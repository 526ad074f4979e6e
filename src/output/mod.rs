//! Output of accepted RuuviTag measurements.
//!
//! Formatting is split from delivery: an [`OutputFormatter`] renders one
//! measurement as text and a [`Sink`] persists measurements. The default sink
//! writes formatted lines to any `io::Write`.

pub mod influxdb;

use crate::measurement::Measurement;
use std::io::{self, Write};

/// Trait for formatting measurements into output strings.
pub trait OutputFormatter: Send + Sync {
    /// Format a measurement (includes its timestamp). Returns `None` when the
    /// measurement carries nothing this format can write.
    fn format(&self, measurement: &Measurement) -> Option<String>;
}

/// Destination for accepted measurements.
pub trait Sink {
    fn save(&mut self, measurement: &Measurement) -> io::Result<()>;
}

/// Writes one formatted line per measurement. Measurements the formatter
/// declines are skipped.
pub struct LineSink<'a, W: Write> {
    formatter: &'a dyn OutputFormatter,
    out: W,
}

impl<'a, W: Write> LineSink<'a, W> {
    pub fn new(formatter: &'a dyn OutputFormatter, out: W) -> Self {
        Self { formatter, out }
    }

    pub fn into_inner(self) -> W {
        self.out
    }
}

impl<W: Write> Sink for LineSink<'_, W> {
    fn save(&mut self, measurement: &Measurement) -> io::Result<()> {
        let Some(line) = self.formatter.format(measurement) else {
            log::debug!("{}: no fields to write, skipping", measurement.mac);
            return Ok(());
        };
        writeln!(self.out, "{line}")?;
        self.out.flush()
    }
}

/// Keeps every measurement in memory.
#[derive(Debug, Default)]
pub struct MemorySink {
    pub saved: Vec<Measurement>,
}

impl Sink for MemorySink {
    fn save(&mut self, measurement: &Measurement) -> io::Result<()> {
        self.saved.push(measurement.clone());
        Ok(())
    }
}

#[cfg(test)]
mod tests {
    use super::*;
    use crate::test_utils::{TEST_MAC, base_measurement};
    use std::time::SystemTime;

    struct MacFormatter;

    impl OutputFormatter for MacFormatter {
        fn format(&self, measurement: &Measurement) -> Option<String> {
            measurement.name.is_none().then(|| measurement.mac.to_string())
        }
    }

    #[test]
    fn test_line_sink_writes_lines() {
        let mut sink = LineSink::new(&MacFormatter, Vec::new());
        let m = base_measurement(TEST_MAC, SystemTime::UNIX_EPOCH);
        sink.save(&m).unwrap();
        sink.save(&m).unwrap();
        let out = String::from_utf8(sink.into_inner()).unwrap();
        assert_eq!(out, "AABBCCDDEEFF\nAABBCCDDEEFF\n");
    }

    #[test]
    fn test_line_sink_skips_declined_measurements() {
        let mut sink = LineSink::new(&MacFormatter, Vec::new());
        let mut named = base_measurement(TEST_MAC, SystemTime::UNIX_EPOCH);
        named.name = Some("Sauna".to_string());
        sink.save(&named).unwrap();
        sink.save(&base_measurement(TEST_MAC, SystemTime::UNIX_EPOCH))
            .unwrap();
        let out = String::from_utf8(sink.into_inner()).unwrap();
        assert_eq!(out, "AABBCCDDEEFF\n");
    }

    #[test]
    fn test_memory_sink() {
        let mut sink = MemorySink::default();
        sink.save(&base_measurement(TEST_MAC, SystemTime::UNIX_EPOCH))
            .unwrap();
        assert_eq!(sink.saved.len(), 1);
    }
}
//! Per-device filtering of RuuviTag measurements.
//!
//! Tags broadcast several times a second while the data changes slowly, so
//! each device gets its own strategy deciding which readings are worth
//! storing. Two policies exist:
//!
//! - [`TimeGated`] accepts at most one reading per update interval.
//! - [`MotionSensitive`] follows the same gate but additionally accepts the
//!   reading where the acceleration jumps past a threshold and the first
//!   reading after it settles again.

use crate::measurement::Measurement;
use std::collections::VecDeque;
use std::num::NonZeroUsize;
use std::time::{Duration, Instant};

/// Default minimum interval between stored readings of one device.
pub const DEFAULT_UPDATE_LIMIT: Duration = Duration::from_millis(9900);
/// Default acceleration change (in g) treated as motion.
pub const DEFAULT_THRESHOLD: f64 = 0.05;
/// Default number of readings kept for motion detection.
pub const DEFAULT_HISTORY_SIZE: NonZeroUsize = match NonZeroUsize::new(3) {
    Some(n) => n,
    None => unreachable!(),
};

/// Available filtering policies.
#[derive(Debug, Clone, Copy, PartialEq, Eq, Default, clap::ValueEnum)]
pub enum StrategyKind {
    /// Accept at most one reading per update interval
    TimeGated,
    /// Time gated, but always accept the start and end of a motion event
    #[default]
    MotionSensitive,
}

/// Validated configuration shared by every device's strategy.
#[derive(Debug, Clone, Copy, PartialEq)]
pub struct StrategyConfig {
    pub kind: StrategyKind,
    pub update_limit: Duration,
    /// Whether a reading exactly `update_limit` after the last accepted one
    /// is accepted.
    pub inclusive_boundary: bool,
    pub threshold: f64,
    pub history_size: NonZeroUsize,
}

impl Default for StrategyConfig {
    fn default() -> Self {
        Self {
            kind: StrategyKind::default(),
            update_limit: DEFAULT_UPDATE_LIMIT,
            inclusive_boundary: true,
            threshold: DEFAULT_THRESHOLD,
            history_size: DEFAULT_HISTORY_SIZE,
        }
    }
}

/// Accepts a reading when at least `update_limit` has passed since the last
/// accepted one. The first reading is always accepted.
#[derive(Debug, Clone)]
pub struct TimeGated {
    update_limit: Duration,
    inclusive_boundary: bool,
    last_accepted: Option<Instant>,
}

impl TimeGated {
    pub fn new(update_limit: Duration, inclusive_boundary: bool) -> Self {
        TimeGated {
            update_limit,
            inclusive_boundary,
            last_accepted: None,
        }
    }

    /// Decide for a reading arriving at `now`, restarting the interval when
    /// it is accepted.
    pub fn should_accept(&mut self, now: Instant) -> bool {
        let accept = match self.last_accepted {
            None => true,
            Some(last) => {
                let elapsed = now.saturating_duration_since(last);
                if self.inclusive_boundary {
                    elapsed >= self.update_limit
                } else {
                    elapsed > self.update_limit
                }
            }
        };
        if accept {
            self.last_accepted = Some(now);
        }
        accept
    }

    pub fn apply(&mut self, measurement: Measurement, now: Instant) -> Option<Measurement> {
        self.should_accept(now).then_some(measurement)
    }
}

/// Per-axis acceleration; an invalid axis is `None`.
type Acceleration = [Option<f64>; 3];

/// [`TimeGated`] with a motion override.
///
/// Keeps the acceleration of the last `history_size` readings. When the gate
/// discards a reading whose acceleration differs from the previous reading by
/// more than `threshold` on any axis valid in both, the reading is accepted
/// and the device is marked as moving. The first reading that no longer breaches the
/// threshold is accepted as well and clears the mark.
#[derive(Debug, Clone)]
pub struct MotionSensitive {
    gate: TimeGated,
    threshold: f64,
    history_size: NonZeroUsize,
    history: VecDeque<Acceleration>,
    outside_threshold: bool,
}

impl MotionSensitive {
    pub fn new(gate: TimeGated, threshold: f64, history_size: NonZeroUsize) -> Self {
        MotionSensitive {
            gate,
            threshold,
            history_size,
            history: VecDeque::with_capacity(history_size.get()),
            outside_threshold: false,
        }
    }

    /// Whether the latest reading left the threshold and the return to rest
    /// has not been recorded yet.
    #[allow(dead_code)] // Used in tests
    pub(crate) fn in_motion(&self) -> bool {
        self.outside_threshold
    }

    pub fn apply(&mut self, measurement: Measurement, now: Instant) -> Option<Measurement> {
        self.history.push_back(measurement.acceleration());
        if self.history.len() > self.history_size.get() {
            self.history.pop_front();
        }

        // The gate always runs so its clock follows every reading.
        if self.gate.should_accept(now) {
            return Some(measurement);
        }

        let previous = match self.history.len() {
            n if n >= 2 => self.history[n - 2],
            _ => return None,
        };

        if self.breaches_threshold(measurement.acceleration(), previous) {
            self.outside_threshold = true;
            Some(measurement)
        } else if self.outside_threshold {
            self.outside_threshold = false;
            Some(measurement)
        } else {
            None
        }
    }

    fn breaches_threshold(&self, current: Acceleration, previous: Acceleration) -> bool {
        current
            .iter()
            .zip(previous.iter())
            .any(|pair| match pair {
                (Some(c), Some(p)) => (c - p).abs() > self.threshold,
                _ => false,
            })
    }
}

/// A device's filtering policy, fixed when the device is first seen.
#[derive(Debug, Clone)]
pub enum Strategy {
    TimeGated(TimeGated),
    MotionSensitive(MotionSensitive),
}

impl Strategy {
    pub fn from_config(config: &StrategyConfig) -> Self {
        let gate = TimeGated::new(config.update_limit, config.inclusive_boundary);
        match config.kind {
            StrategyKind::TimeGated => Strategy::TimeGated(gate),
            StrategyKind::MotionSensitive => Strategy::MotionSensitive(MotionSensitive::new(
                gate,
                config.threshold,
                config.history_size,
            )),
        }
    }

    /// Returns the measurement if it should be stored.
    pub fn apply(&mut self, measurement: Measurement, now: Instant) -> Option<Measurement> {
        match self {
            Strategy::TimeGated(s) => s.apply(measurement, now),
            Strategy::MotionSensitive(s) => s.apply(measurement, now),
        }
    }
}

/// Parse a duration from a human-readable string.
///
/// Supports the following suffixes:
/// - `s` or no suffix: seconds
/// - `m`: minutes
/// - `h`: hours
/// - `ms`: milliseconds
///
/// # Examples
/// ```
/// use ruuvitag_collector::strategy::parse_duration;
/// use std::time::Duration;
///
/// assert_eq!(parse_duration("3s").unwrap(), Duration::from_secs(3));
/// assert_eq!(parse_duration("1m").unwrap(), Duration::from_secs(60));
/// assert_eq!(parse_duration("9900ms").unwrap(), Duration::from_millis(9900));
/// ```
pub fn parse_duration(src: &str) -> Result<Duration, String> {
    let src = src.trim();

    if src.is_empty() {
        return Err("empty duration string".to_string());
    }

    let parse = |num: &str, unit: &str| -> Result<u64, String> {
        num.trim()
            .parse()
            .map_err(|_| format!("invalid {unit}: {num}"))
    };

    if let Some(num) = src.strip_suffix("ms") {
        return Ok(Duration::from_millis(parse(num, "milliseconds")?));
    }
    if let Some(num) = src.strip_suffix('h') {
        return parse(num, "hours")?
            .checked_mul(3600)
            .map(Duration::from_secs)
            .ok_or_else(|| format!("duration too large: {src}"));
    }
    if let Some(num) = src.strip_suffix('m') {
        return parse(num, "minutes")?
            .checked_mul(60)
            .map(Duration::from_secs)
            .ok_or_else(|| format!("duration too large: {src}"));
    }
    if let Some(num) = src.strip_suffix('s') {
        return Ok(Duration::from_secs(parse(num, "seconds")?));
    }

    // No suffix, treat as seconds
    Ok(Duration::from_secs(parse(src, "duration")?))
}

**DIRECTIONS:** Where a line of the entries holds the string "saved", include it in the count, and give only the final number.

**TASK OUTPUT:** 3